A Operação Lava Jato está alcançando o mesmo destino da Operação Mãos Limpas, que lhe serviu de guia e inspiração. Depois de desestabilizar o sistema político, contribuindo para a ascensão ao poder de forças antissistema e hostis à democracia, vem sendo fagocitada por aqueles que a ela sobreviveram ou mesmo a apoiaram.
Os graves abusos e erros praticados pelos seus principais atores, mas também a amplidão dos interesses políticos e econômicos atingidos pela operação, são os principais responsáveis pelo seu melancólico desfecho, selado pelo Supremo Tribunal Federal nesta semana.
Causa evidente perplexidade o fato de o Supremo ter demorado tanto para tomar decisões aparentemente elementares, seja para decidir se o juiz Moro se comportou de maneira parcial, seja para determinar se extrapolou a jurisdição que lhe havia sido esquadrinhada pelo próprio Supremo.
A demora do tribunal em resolver essas questões não apenas impôs enormes danos morais ao ex-presidente Lula e gerou prejuízos irreparáveis ao pleito eleitoral de 2018, como ampliou a insegurança jurídica, política e econômica no Brasil. A extemporaneidade da decisão também imporá uma inevitável queda na confiança das instituições de aplicação da lei.
A mensagem jurídica do tribunal foi simples e correta: nada pode justificar que agentes incumbidos de aplicar a lei dela abusem sob o pretexto de combater o crime. A mensagem política, por sua vez, aponta para uma forma de capitulação no enfrentamento da corrupção, com consequências duradouras para a nossa já ambígua relação com a legalidade.

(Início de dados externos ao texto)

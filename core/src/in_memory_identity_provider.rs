// This Source Code Form is subject to the terms of the Mozilla Public
// License, v. 2.0. If a copy of the MPL was not distributed with this
// file, You can obtain one at https://mozilla.org/MPL/2.0/.

use super::*;

use std::collections::BTreeMap;
use std::sync::Mutex;
use uuid::Uuid;

/// The operations of [`IdentityProviderClient`], used to inject failures.
#[derive(Clone, Copy, Debug, PartialEq, Eq, PartialOrd, Ord)]
pub enum IdentityProviderOperation {
    CreateUser,
    DeleteUser,
    GetUser,
    UpdateUserAttributes,
    SetUserPassword,
    ListUsers,
    Region,
}

/// A call made against the in-memory identity provider, in the order it
/// arrived.
#[derive(Clone, Debug, PartialEq)]
pub enum IdentityProviderCall {
    CreateUser(NewUser),
    DeleteUser { username: String },
    GetUser { username: String },
    UpdateUserAttributes { username: String, attributes: Vec<Attribute> },
    SetUserPassword { username: String, permanent: bool },
    ListUsers { pagination_token: Option<String>, limit: i32 },
    Region,
}

impl IdentityProviderCall {
    pub fn operation(&self) -> IdentityProviderOperation {
        match self {
            IdentityProviderCall::CreateUser(_) => {
                IdentityProviderOperation::CreateUser
            }
            IdentityProviderCall::DeleteUser { .. } => {
                IdentityProviderOperation::DeleteUser
            }
            IdentityProviderCall::GetUser { .. } => {
                IdentityProviderOperation::GetUser
            }
            IdentityProviderCall::UpdateUserAttributes { .. } => {
                IdentityProviderOperation::UpdateUserAttributes
            }
            IdentityProviderCall::SetUserPassword { .. } => {
                IdentityProviderOperation::SetUserPassword
            }
            IdentityProviderCall::ListUsers { .. } => {
                IdentityProviderOperation::ListUsers
            }
            IdentityProviderCall::Region => IdentityProviderOperation::Region,
        }
    }
}

/// A welcome message that Cognito would have sent.
#[derive(Clone, Debug, PartialEq)]
pub struct Notification {
    pub username: String,
    pub medium: DeliveryMedium,
    pub destination: Option<String>,
}

#[derive(Clone, Debug, PartialEq)]
pub struct StoredUser {
    pub attributes: Vec<Attribute>,
    pub password: Option<String>,
    pub password_permanent: bool,
}

impl StoredUser {
    fn set_attribute(&mut self, attribute: Attribute) {
        match self.attributes.iter_mut().find(|a| a.name == attribute.name) {
            Some(existing) => existing.value = attribute.value,
            None => self.attributes.push(attribute),
        }
    }

    fn to_raw(&self, username: &str) -> RawUser {
        RawUser {
            username: username.to_string(),
            attributes: self.attributes.clone(),
        }
    }
}

#[derive(Clone, Debug, Default)]
pub struct InMemoryIdentityProviderState {
    pub users: BTreeMap<String, StoredUser>,
    pub calls: Vec<IdentityProviderCall>,
    pub notifications: Vec<Notification>,
}

impl InMemoryIdentityProviderState {
    fn user_mut(&mut self, username: &str) -> Result<&mut StoredUser, Error> {
        self.users.get_mut(username).ok_or_else(|| Error::not_found(username))
    }

    /// How many calls of one kind have been made so far.
    pub fn call_count(&self, operation: IdentityProviderOperation) -> usize {
        self.calls.iter().filter(|call| call.operation() == operation).count()
    }
}

/// A non-optimized identity provider for use with tests. It ignores the user
/// pool id and keeps a single pool's users, ordered by username.
///
/// Pagination tokens are the decimal offset of the next user.
pub struct InMemoryIdentityProvider {
    region: String,
    state: Mutex<InMemoryIdentityProviderState>,
    failures: Mutex<BTreeMap<IdentityProviderOperation, Error>>,
}

impl Default for InMemoryIdentityProvider {
    fn default() -> Self {
        Self::new()
    }
}

impl InMemoryIdentityProvider {
    pub fn new() -> Self {
        Self::with_region("us-east-1")
    }

    pub fn with_region(region: impl Into<String>) -> Self {
        Self {
            region: region.into(),
            state: Mutex::new(InMemoryIdentityProviderState::default()),
            failures: Mutex::new(BTreeMap::new()),
        }
    }

    pub fn state(&self) -> InMemoryIdentityProviderState {
        self.state.lock().unwrap().clone()
    }

    /// Seed a user without going through `create_user`, and without
    /// recording a call.
    pub fn insert_user(&self, username: &str, attributes: Vec<Attribute>) {
        let mut user = StoredUser {
            attributes: vec![Attribute::new(
                SUB_ATTRIBUTE,
                Uuid::new_v4().to_string(),
            )],
            password: None,
            password_permanent: false,
        };

        for attribute in attributes {
            user.set_attribute(attribute);
        }

        let mut state = self.state.lock().unwrap();
        state.users.insert(username.to_string(), user);
    }

    /// Make every later call of `operation` fail with `error`. The call is
    /// still recorded.
    pub fn fail(&self, operation: IdentityProviderOperation, error: Error) {
        self.failures.lock().unwrap().insert(operation, error);
    }

    pub fn clear_failures(&self) {
        self.failures.lock().unwrap().clear();
    }

    fn record(
        &self,
        state: &mut InMemoryIdentityProviderState,
        call: IdentityProviderCall,
    ) -> Result<(), UpstreamError> {
        let operation = call.operation();
        state.calls.push(call);

        match self.failures.lock().unwrap().get(&operation) {
            Some(error) => Err(error.clone().into()),
            None => Ok(()),
        }
    }
}

#[async_trait]
impl IdentityProviderClient for InMemoryIdentityProvider {
    async fn create_user(
        &self,
        _user_pool_id: &str,
        user: NewUser,
    ) -> Result<RawUser, UpstreamError> {
        let mut state = self.state.lock().unwrap();
        self.record(&mut state, IdentityProviderCall::CreateUser(user.clone()))?;

        let NewUser {
            username,
            temporary_password,
            attributes,
            suppress_notification,
            delivery_medium,
        } = user;

        if state.users.contains_key(&username) {
            return Err(Error::conflict(&username).into());
        }

        let mut stored_user = StoredUser {
            attributes: vec![Attribute::new(
                SUB_ATTRIBUTE,
                Uuid::new_v4().to_string(),
            )],
            password: temporary_password,
            password_permanent: false,
        };

        for attribute in attributes {
            stored_user.set_attribute(attribute);
        }

        if !suppress_notification {
            let destination = match delivery_medium {
                DeliveryMedium::Email => EMAIL_ATTRIBUTE,
                DeliveryMedium::Sms => "phone_number",
            };

            state.notifications.push(Notification {
                username: username.clone(),
                medium: delivery_medium,
                destination: stored_user
                    .to_raw(&username)
                    .attribute(destination)
                    .map(str::to_string),
            });
        }

        let raw_user = stored_user.to_raw(&username);
        let existing = state.users.insert(username, stored_user);
        assert!(existing.is_none());

        Ok(raw_user)
    }

    async fn delete_user(
        &self,
        _user_pool_id: &str,
        username: &str,
    ) -> Result<(), UpstreamError> {
        let mut state = self.state.lock().unwrap();
        self.record(
            &mut state,
            IdentityProviderCall::DeleteUser { username: username.to_string() },
        )?;

        match state.users.remove(username) {
            Some(_) => Ok(()),
            None => Err(Error::not_found(username).into()),
        }
    }

    async fn get_user(
        &self,
        _user_pool_id: &str,
        username: &str,
    ) -> Result<RawUser, UpstreamError> {
        let mut state = self.state.lock().unwrap();
        self.record(
            &mut state,
            IdentityProviderCall::GetUser { username: username.to_string() },
        )?;

        let user = state
            .users
            .get(username)
            .ok_or_else(|| Error::not_found(username))?;

        Ok(user.to_raw(username))
    }

    async fn update_user_attributes(
        &self,
        _user_pool_id: &str,
        username: &str,
        attributes: Vec<Attribute>,
    ) -> Result<(), UpstreamError> {
        let mut state = self.state.lock().unwrap();
        self.record(
            &mut state,
            IdentityProviderCall::UpdateUserAttributes {
                username: username.to_string(),
                attributes: attributes.clone(),
            },
        )?;

        let user = state.user_mut(username)?;
        for attribute in attributes {
            user.set_attribute(attribute);
        }

        Ok(())
    }

    async fn set_user_password(
        &self,
        _user_pool_id: &str,
        username: &str,
        password: &str,
        permanent: bool,
    ) -> Result<(), UpstreamError> {
        let mut state = self.state.lock().unwrap();
        self.record(
            &mut state,
            IdentityProviderCall::SetUserPassword {
                username: username.to_string(),
                permanent,
            },
        )?;

        let user = state.user_mut(username)?;
        user.password = Some(password.to_string());
        user.password_permanent = permanent;

        Ok(())
    }

    async fn list_users(
        &self,
        _user_pool_id: &str,
        pagination_token: Option<String>,
        limit: i32,
    ) -> Result<ListUsersPage, UpstreamError> {
        let mut state = self.state.lock().unwrap();
        self.record(
            &mut state,
            IdentityProviderCall::ListUsers {
                pagination_token: pagination_token.clone(),
                limit,
            },
        )?;

        let limit = match usize::try_from(limit) {
            Ok(limit) if (1..=60).contains(&limit) => limit,
            _ => {
                return Err(Error::invalid_parameter(format!(
                    "limit {limit} must be between 1 and 60"
                ))
                .into());
            }
        };

        let offset = match pagination_token {
            None => 0,
            Some(token) => token.parse::<usize>().map_err(|_| {
                Error::invalid_parameter(format!(
                    "invalid pagination token {token}"
                ))
            })?,
        };

        let users: Vec<RawUser> = state
            .users
            .iter()
            .skip(offset)
            .take(limit)
            .map(|(username, user)| user.to_raw(username))
            .collect();

        let next = offset + users.len();
        let pagination_token =
            (next < state.users.len()).then(|| next.to_string());

        Ok(ListUsersPage { users, pagination_token })
    }

    async fn region(&self) -> Result<String, UpstreamError> {
        let mut state = self.state.lock().unwrap();
        self.record(&mut state, IdentityProviderCall::Region)?;

        Ok(self.region.clone())
    }
}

Se a Lava Jato, em sua origem, teve a virtude de expor as entranhas das relações entre a classe política e setores do empresariado, também deixou claros os enormes riscos de se delegar ao sistema de Justiça um papel de agente central no combate à corrupção.
O fato é que a corrupção política é um fenômeno multifacetado, com dimensões econômicas, culturais, políticas e éticas, pelo qual aqueles que detêm o poder podem dele abusar para obter ganhos privados, em detrimento do interesse público.
Nesse sentido, operações anticorrupção de larga escala conduzidas pelo Judiciário —como a Lava Jato ou a Mãos Limpas— terão sempre enorme dificuldade e enfrentar um fenômeno tão complexo como a corrupção política. Isso aumenta o risco de que os agentes da lei abusem de suas prerrogativas legais para superar as suas próprias limitações.
O ideal seria que o sistema político desse conta de suas próprias lambanças. Parece ingênuo supor, no entanto, que os beneficiários de largos esquemas de corrupção venham a restringir as oportunidades de aumentar o seu próprio poder. Esse o paradoxo quase intransponível que o crepúsculo da Lava Jato nos apresenta.
Se há alguma lição a ser extraída desse processo, é que o sistema de Justiça, embora indispensável na luta anticorrupção, não pode ser visto como ator central. Mais do que isso, sua atuação deve estar cercada de controles internos para que seus agentes não se vejam tentados a abusar de suas prerrogativas, ainda que sob o pretexto de defender a democracia.
No entanto, se o sistema de Justiça não dispuser de autonomia e ferramentas potentes (como a delação premiada), dificilmente estabelecerá os incentivos necessários para que os donos do poder se engajem em reformas incrementais voltadas à contenção da corrupção.
A decisão do Supremo, lamentavelmente, deixou muito claro que estamos longe de alcançar esse equilíbrio.